Posted on 03/15/2008 10:17:55 AM PDT by big'ol_freeper

More than once during these talks I referred to Luther and what always occurred to me as his destructive influence. I pointed out that even in such an admirable book as Rohan Butler's “The Roots of National Socialism” the spiritual origins of Nazism and Luther's influence had not been given the necessary importance. Then I was asked if I would be prepared to elaborate to them—about a dozen of the very senior boys, that is—my own views on Luther and Lutheranism. I agreed—with the proviso that they would be my own views and nothing else. Admittedly, I had read more on Luther and about Luther than on most other subjects.
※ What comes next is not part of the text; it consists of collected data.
//! Command-line argument definitions.

use chrono::NaiveDate;
use clap::{Args, Parser, Subcommand, ValueEnum};
use lifesync_core::schema::parse_calendar_date;
use lifesync_core::{Priority, TransactionType};
use std::path::PathBuf;

#[derive(Parser)]
#[command(
    name = "lifesync",
    version,
    about = "Local tasks, ledger and notes engine."
)]
pub struct Cli {
    #[command(flatten)]
    pub global: GlobalArgs,
    #[command(subcommand)]
    pub command: Commands,
}

#[derive(Args)]
pub struct GlobalArgs {
    /// JSON config file (defaults + LIFESYNC_* environment otherwise)
    #[arg(long, global = true)]
    pub config: Option<PathBuf>,
    /// SQLite database holding the state document
    #[arg(long, global = true)]
    pub db: Option<PathBuf>,
    /// Storage key of the state document
    #[arg(long, global = true)]
    pub key: Option<String>,
    /// Absolute directory for rolling log files
    #[arg(long = "log-dir", global = true)]
    pub log_dir: Option<PathBuf>,
}

#[derive(Subcommand)]
pub enum Commands {
    /// Check core linkage.
    Ping,
    /// Write a pretty JSON backup of the full state.
    Export {
        /// Output file (default: stdout)
        #[arg(long)]
        out: Option<PathBuf>,
    },
    /// Replace the full state from a backup file.
    Import {
        /// Backup file produced by `export`
        file: PathBuf,
    },
    /// Delete all tasks, transactions and notes.
    Reset {
        /// Confirm the reset
        #[arg(long)]
        yes: bool,
    },
    /// List tasks for a day (or the week starting at that day).
    Agenda {
        /// Day: YYYY-MM-DD (default: today)
        #[arg(long, value_parser = parse_date)]
        date: Option<NaiveDate>,
        /// Include the 7 days starting at --date
        #[arg(long)]
        week: bool,
    },
    /// Show counts, today's progress and ledger totals.
    Summary,
    /// Manage tasks.
    Task {
        #[command(subcommand)]
        command: TaskCommands,
    },
    /// Manage ledger transactions.
    Tx {
        #[command(subcommand)]
        command: TxCommands,
    },
    /// Manage notes.
    Note {
        #[command(subcommand)]
        command: NoteCommands,
    },
}

#[derive(Subcommand)]
pub enum TaskCommands {
    /// Add a task.
    Add {
        title: String,
        /// Anchor day: YYYY-MM-DD (default: today)
        #[arg(long, value_parser = parse_date)]
        date: Option<NaiveDate>,
        /// Weekly on these days, 0 = Sunday, e.g. --weekly 1,3,5
        #[arg(long, value_delimiter = ',', value_parser = clap::value_parser!(u8).range(0..=6))]
        weekly: Vec<u8>,
        #[arg(long, value_enum, default_value_t = PriorityArg::Medium)]
        priority: PriorityArg,
        #[arg(long)]
        description: Option<String>,
    },
    /// Toggle completion for a day.
    Toggle {
        id: String,
        /// Day: YYYY-MM-DD (default: today)
        #[arg(long, value_parser = parse_date)]
        date: Option<NaiveDate>,
    },
    /// Delete a task.
    Delete { id: String },
}

#[derive(Subcommand)]
pub enum TxCommands {
    /// Record income or expense.
    Add {
        #[arg(value_enum)]
        kind: KindArg,
        amount: f64,
        /// Day: YYYY-MM-DD (default: today)
        #[arg(long, value_parser = parse_date)]
        date: Option<NaiveDate>,
        #[arg(long)]
        category: Option<String>,
        #[arg(long)]
        note: Option<String>,
    },
    /// Delete a transaction.
    Delete { id: String },
}

#[derive(Subcommand)]
pub enum NoteCommands {
    /// Add a note.
    Add {
        title: String,
        #[arg(long, default_value = "")]
        content: String,
        #[arg(long)]
        pinned: bool,
    },
    /// Pin (or with --off, unpin) a note.
    Pin {
        id: String,
        #[arg(long)]
        off: bool,
    },
    /// Delete a note.
    Delete { id: String },
}

#[derive(Clone, Copy, ValueEnum)]
pub enum PriorityArg {
    High,
    Medium,
    Low,
}

impl From<PriorityArg> for Priority {
    fn from(value: PriorityArg) -> Self {
        match value {
            PriorityArg::High => Priority::High,
            PriorityArg::Medium => Priority::Medium,
            PriorityArg::Low => Priority::Low,
        }
    }
}

#[derive(Clone, Copy, ValueEnum)]
pub enum KindArg {
    Income,
    Expense,
}

impl From<KindArg> for TransactionType {
    fn from(value: KindArg) -> Self {
        match value {
            KindArg::Income => TransactionType::Income,
            KindArg::Expense => TransactionType::Expense,
        }
    }
}

fn parse_date(value: &str) -> Result<NaiveDate, String> {
    parse_calendar_date(value).ok_or_else(|| format!("expected YYYY-MM-DD, got `{value}`"))
}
But I wanted to make it quite clear that I would not speak to them with the voice of a great authority, but would merely give them my own interpretation. I told them, moreover, that I should try to prove how dangerous it is to accept legends; and that the picture I had of Luther and his influence was thoroughly contradictory of the customary Luther of the legend.

(Excerpt) Read more at catholicapologetics.info ...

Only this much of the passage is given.